_TRY IT_
All lines in the entries below that hold "user" make up the answer.

Collected data entries:

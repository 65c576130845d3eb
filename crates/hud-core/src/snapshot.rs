// SPDX-License-Identifier: MIT
//! Persisted snapshots: the user's layout and the actor's selection.
//!
//! Two snapshots feed every rebuild:
//!
//! - **Layout** (user scope): the skeleton shape — categories and
//!   subcategories only, no actions. Created once from the game system's
//!   defaults, thereafter fully user-owned. Carries the derived-node
//!   registry so runtime-created groups stay addressable by edit
//!   operations.
//! - **Selection** (actor scope): per subcategory, the saved order and
//!   `selected` flag of its actions, keyed by encoded value. Read and
//!   rewritten on every rebuild.
//!
//! # File format
//!
//! Both snapshots serialize as JSON with an explicit `version` field.
//! A missing blob means "no snapshot" (fall back to defaults); a version
//! mismatch or parse failure is an error the caller downgrades to
//! defaults with a warning.

#![forbid(unsafe_code)]

use std::collections::BTreeMap;
use std::fmt;

use serde::{Deserialize, Serialize};

use crate::encoded::EncodedValue;
use crate::nest;
use crate::node::{AdvancedOptions, Group, NodeSource};

/// Current layout snapshot format version.
pub const LAYOUT_FORMAT_VERSION: u64 = 1;
/// Current selection snapshot format version.
pub const SELECTION_FORMAT_VERSION: u64 = 1;

/// A snapshot blob could not be decoded or encoded.
#[derive(Debug)]
pub enum SnapshotError {
    /// JSON (de)serialization failure.
    Json(serde_json::Error),
    /// The blob was written by an unsupported format version.
    UnsupportedVersion {
        /// Version found in the blob.
        found: u64,
        /// Version this build expects.
        expected: u64,
    },
}

impl fmt::Display for SnapshotError {
    fn fmt(&self, f: &mut fmt::Formatter<'_>) -> fmt::Result {
        match self {
            Self::Json(e) => write!(f, "snapshot JSON error: {e}"),
            Self::UnsupportedVersion { found, expected } => {
                write!(f, "unsupported snapshot version: {found} (expected {expected})")
            }
        }
    }
}

impl std::error::Error for SnapshotError {
    fn source(&self) -> Option<&(dyn std::error::Error + 'static)> {
        match self {
            Self::Json(e) => Some(e),
            Self::UnsupportedVersion { .. } => None,
        }
    }
}

// ---------------------------------------------------------------------------
// Layout
// ---------------------------------------------------------------------------

/// A category or subcategory in the persisted layout. No actions here.
#[derive(Debug, Clone, PartialEq, Serialize, Deserialize)]
pub struct LayoutGroup {
    /// Short identifier, unique among siblings.
    pub id: String,
    /// Presentation label.
    pub name: String,
    /// Ownership class.
    pub source: NodeSource,
    /// Per-group presentation overrides.
    #[serde(default, skip_serializing_if = "Option::is_none")]
    pub advanced: Option<AdvancedOptions>,
    /// Child subcategories.
    #[serde(default, skip_serializing_if = "Vec::is_empty")]
    pub groups: Vec<LayoutGroup>,
}

impl LayoutGroup {
    /// Create a layout group with no children.
    pub fn new(id: impl Into<String>, name: impl Into<String>, source: NodeSource) -> Self {
        Self {
            id: id.into(),
            name: name.into(),
            source,
            advanced: None,
            groups: Vec::new(),
        }
    }

    /// Builder-style child append.
    #[must_use]
    pub fn with_group(mut self, child: LayoutGroup) -> Self {
        self.groups.push(child);
        self
    }

    /// Set presentation overrides.
    #[must_use]
    pub fn with_advanced(mut self, advanced: AdvancedOptions) -> Self {
        self.advanced = Some(advanced);
        self
    }

    fn to_group(&self, parent_nest_id: Option<&str>) -> Group {
        let mut group = Group::new(&self.id, &self.name, self.source);
        group.advanced = self.advanced;
        group.nest_id = match parent_nest_id {
            Some(parent) => format!("{parent}{sep}{id}", sep = nest::SEPARATOR, id = self.id),
            None => self.id.clone(),
        };
        for child in &self.groups {
            group.groups.push(child.to_group(Some(&group.nest_id)));
        }
        group
    }
}

/// Walk a layout group tree by nest id, mirroring [`nest::resolve`].
pub fn resolve_layout<'a>(roots: &'a [LayoutGroup], nest_id: &str) -> Option<&'a LayoutGroup> {
    let mut parts = nest::segments(nest_id);
    let first = parts.next()?;
    let mut current = roots.iter().find(|g| g.id == first)?;
    for part in parts {
        current = current.groups.iter().find(|g| g.id == part)?;
    }
    Some(current)
}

_EXERCISE RESULT_
//! Persisted snapshots: the user's layout and the actor's selection.
//! - **Layout** (user scope): the skeleton shape — categories and
//!   defaults, thereafter fully user-owned. Carries the derived-node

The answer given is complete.